Georgiana rubbed my back as I wept, moving her hand in circles and whispering how much she loved me. The screaming continued, but my hands stopped shaking and I began to slow down my crying. If I did turn into a ghost, I believed that Georgiana could make me human again, could make me love again with her loud laugh and constant eye roll, her bad puns and her hugs. Mama didn’t have anyone she truly loved. She was isolated from everyone and everything, trapped inside her own mind. She felt alone in the world, like an animal backed into a corner, I knew that. 

My words tumbled over each other and my heartbeat quickened as I dared to dream. “Maybe Daddy will take us with him. There’d be no yelling and we could have ice cream for dinner! We could listen to our music loud in the mornings and he’d pack us treats for school.” 

Georgiana looked scared at that moment to me, the first time I’d ever seen her look small. Her lower lip trembled and she fidgeted with her braids. “I hope so. I really really hope so.” 
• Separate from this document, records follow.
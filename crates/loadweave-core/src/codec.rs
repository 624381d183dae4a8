//! Binary codec seam.
//!
//! The orchestrator never interprets unit bytes itself; it goes through a
//! [`ClassCodec`]. [`BcsClassCodec`] is the reference codec: a 4-byte header
//! followed by the BCS encoding of a [`ClassTree`]. BCS is canonical, so
//! encoding the same tree twice yields identical bytes.

use loadweave_types::ClassTree;

use crate::errors::CodecError;

/// Header prefixed to every unit written by [`BcsClassCodec`].
pub const UNIT_MAGIC: [u8; 4] = *b"LWU1";

/// Converts between unit bytes and their tree form.
pub trait ClassCodec: Send + Sync {
    fn decode(&self, bytes: &[u8]) -> Result<ClassTree, CodecError>;

    fn encode(&self, tree: &ClassTree) -> Result<Vec<u8>, CodecError>;
}

#[derive(Debug, Default, Clone, Copy)]
pub struct BcsClassCodec;

impl BcsClassCodec {
    pub fn new() -> Self {
        Self
    }
}

fn check_tree(tree: &ClassTree) -> Result<(), CodecError> {
    if tree.name().is_empty() {
        return Err(CodecError::Invalid {
            reason: "unit name is empty".to_string(),
        });
    }
    Ok(())
}

impl ClassCodec for BcsClassCodec {
    fn decode(&self, bytes: &[u8]) -> Result<ClassTree, CodecError> {
        let payload = bytes
            .strip_prefix(&UNIT_MAGIC[..])
            .ok_or(CodecError::BadMagic {
                expected: UNIT_MAGIC,
            })?;
        let tree: ClassTree = bcs::from_bytes(payload).map_err(|e| CodecError::Malformed {
            reason: e.to_string(),
        })?;
        check_tree(&tree)?;
        Ok(tree)
    }

    fn encode(&self, tree: &ClassTree) -> Result<Vec<u8>, CodecError> {
        check_tree(tree)?;
        let payload = bcs::to_bytes(tree).map_err(|e| CodecError::Malformed {
            reason: e.to_string(),
        })?;
        let mut out = Vec::with_capacity(UNIT_MAGIC.len() + payload.len());
        out.extend_from_slice(&UNIT_MAGIC);
        out.extend_from_slice(&payload);
        Ok(out)
    }
}
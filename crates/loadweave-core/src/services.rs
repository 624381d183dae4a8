//! Collaborator interfaces consumed by the orchestrator.
//!
//! The weaving and generation algorithms live outside this crate. The
//! orchestrator hands them a [`WeaveContext`] and an exclusively borrowed
//! [`ClassTree`]; whatever they do to the tree, and any synthetic unit they
//! register through the context, is only published if the whole call
//! succeeds.

use loadweave_types::ClassTree;

use crate::environment::Environment;
use crate::errors::WeavingError;
use crate::phases::ExtensionPipeline;
use crate::reload::DonorStore;
use crate::synthetic::{PendingSynthetic, SyntheticClassInfo};

/// Which entry point a unit is flowing through.
#[derive(Debug, Clone, Copy, PartialEq, Eq)]
pub enum WeaveMode {
    /// Existing bytes are being woven.
    Transform,
    /// A new unit is being synthesized from an empty stub.
    Generate,
}

/// What a collaborator sees while working on one unit.
#[derive(Clone, Copy)]
pub struct WeaveContext<'a> {
    pub environment: &'a Environment,
    pub extensions: &'a ExtensionPipeline,
    pub donors: &'a DonorStore,
    /// Name the host asked for.
    pub target: &'a str,
    pub mode: WeaveMode,
    /// Synthetic units staged by this call.
    pub synthetic: &'a PendingSynthetic,
}

impl WeaveContext<'_> {
    pub fn is_generation(&self) -> bool {
        self.mode == WeaveMode::Generate
    }

    /// Stage a synthetic unit. It reaches the registry only if this call
    /// succeeds.
    pub fn register_synthetic(&self, info: SyntheticClassInfo) {
        self.synthetic.stage(info);
    }
}

/// Result of applying donors to one target.
#[derive(Debug, Clone, Default, PartialEq, Eq)]
pub struct WeaveOutcome {
    /// Whether the tree was changed and must be re-encoded.
    pub modified: bool,
    /// Donors whose behavior the target now depends on.
    pub donors_used: Vec<String>,
}

impl WeaveOutcome {
    pub fn unchanged() -> Self {
        Self::default()
    }

    pub fn modified_by<I, S>(donors: I) -> Self
    where
        I: IntoIterator<Item = S>,
        S: Into<String>,
    {
        Self {
            modified: true,
            donors_used: donors.into_iter().map(Into::into).collect(),
        }
    }
}

/// Answer of a generation collaborator.
#[derive(Debug, Clone, Copy, PartialEq, Eq)]
pub enum Generation {
    /// The tree was populated and should be encoded.
    Produced,
    /// This collaborator does not own the requested name.
    Declined,
}

/// Merges donor behavior into target trees.
pub trait WeavingService: Send + Sync {
    fn apply(&self, ctx: &WeaveContext<'_>, tree: &mut ClassTree)
        -> Result<WeaveOutcome, WeavingError>;

    /// Self-check of the weaving configuration. No transformation side effects.
    fn audit(&self, _environment: &Environment) -> Result<(), WeavingError> {
        Ok(())
    }
}

/// Synthesizes units that have no original bytes.
pub trait GenerationService: Send + Sync {
    fn generate(
        &self,
        ctx: &WeaveContext<'_>,
        name: &str,
        tree: &mut ClassTree,
    ) -> Result<Generation, WeavingError>;
}

/// Weaver that never changes anything.
#[derive(Debug, Default, Clone, Copy)]
pub struct PassthroughWeaver;

impl WeavingService for PassthroughWeaver {
    fn apply(
        &self,
        _ctx: &WeaveContext<'_>,
        _tree: &mut ClassTree,
    ) -> Result<WeaveOutcome, WeavingError> {
        Ok(WeaveOutcome::unchanged())
    }
}

/// Generator that owns no names.
#[derive(Debug, Default, Clone, Copy)]
pub struct DecliningGenerator;

impl GenerationService for DecliningGenerator {
    fn generate(
        &self,
        _ctx: &WeaveContext<'_>,
        _name: &str,
        _tree: &mut ClassTree,
    ) -> Result<Generation, WeavingError> {
        Ok(Generation::Declined)
    }
}
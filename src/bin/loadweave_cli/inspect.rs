//! Inspect command - decode a unit and print its shape

use std::path::PathBuf;

use anyhow::{Context, Result};
use clap::Parser;
use loadweave_core::{BcsClassCodec, ClassCodec};
use loadweave_types::encoding::{sha256_hex, to_hex};
use loadweave_types::ClassTree;

use super::read_unit;

#[derive(Parser, Debug)]
pub struct InspectCmd {
    /// Unit file to decode
    pub unit: PathBuf,
}

impl InspectCmd {
    pub fn execute(&self, json_output: bool) -> Result<()> {
        let bytes = read_unit(&self.unit)?;
        let tree = BcsClassCodec
            .decode(&bytes)
            .with_context(|| format!("Failed to decode {}", self.unit.display()))?;

        if json_output {
            println!("{}", serde_json::to_string_pretty(&tree)?);
        } else {
            print!("{}", format_tree(&tree, &sha256_hex(&bytes)));
        }
        Ok(())
    }
}

fn format_tree(tree: &ClassTree, digest: &str) -> String {
    let mut out = String::new();
    out.push_str(&format!("Unit:      {}\n", tree.name()));
    out.push_str(&format!("Version:   {}\n", tree.version));
    out.push_str(&format!(
        "Super:     {}\n",
        tree.super_name.as_deref().unwrap_or("-")
    ));
    out.push_str(&format!("Members:   {}\n", tree.members.len()));
    out.push_str(&format!("SHA-256:   {digest}\n"));
    for member in &tree.members {
        out.push_str(&format!(
            "  {:<6} {}:{}",
            member.kind.to_string(),
            member.name,
            member.descriptor
        ));
        if member.access != 0 {
            out.push_str(&format!(" access=0x{:04x}", member.access));
        }
        if !member.body.is_empty() {
            out.push_str(&format!(" body={}", to_hex(&member.body)));
        }
        out.push('\n');
    }
    out
}
//! Error types for the search core and the orchestrator.

use thiserror::Error;

/// Failures raised from inside the recursive search.
#[derive(Debug, Clone, PartialEq, Eq, Error)]
pub enum SearchError {
    /// The bounded scratch node stack ran out of room. Only reachable with a
    /// ply / capacity configuration that does not fit together.
    #[error("scratch node stack exhausted (capacity {capacity})")]
    StackCapacityExceeded { capacity: usize },
}

/// Failures surfaced by the [`Ai`](crate::Ai) controller.
#[derive(Debug, Clone, PartialEq, Eq, Error)]
pub enum EngineError {
    /// The cached tree no longer matches the game: the move just played is not
    /// among the cached root's children. Resynchronize with `setup`.
    #[error("move {mv} is not among the cached root's children")]
    NodeNotFound { mv: String },

    #[error(transparent)]
    Search(#[from] SearchError),

    #[error("rejected: a search is in progress")]
    SearchInProgress,

    #[error("asked to move while the opponent is on move")]
    OutOfTurn,

    #[error("illegal move {0}")]
    IllegalMove(String),

    #[error("invalid setup: {0}")]
    InvalidSetup(String),

    #[error("worker disconnected before delivering its result")]
    WorkerDisconnected,

    #[error("failed to spawn thread: {0}")]
    Spawn(String),

    #[error("invalid configuration: {0}")]
    Config(String),
}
We went to bed late that night, staying up with a flashlight under our grandmother’s pink quilt. We spoke of what it would be like if Daddy moved us to New York City, or California, or anywhere outside of our small town. We spoke of the future with certainty, praying to Jesus together before we went to bed. We still believed that any God could be both all-powerful and all-good. We didn’t know that Daddy was to be killed in a car accident a year later. He got T-boned in his Mustang taking a right at the only stoplight in town. We didn’t know that we’d never talk to Mama again after we moved out. We didn’t know a lot of things. But we were right about each other. We’d call every day, send annotated poetry books and chocolate boxes in the mail, and visit the other whenever we could. We’d learn that Mama’s madness could be outrun, and Daddy’s love could be embraced, that good and evil is a choice and not a condition.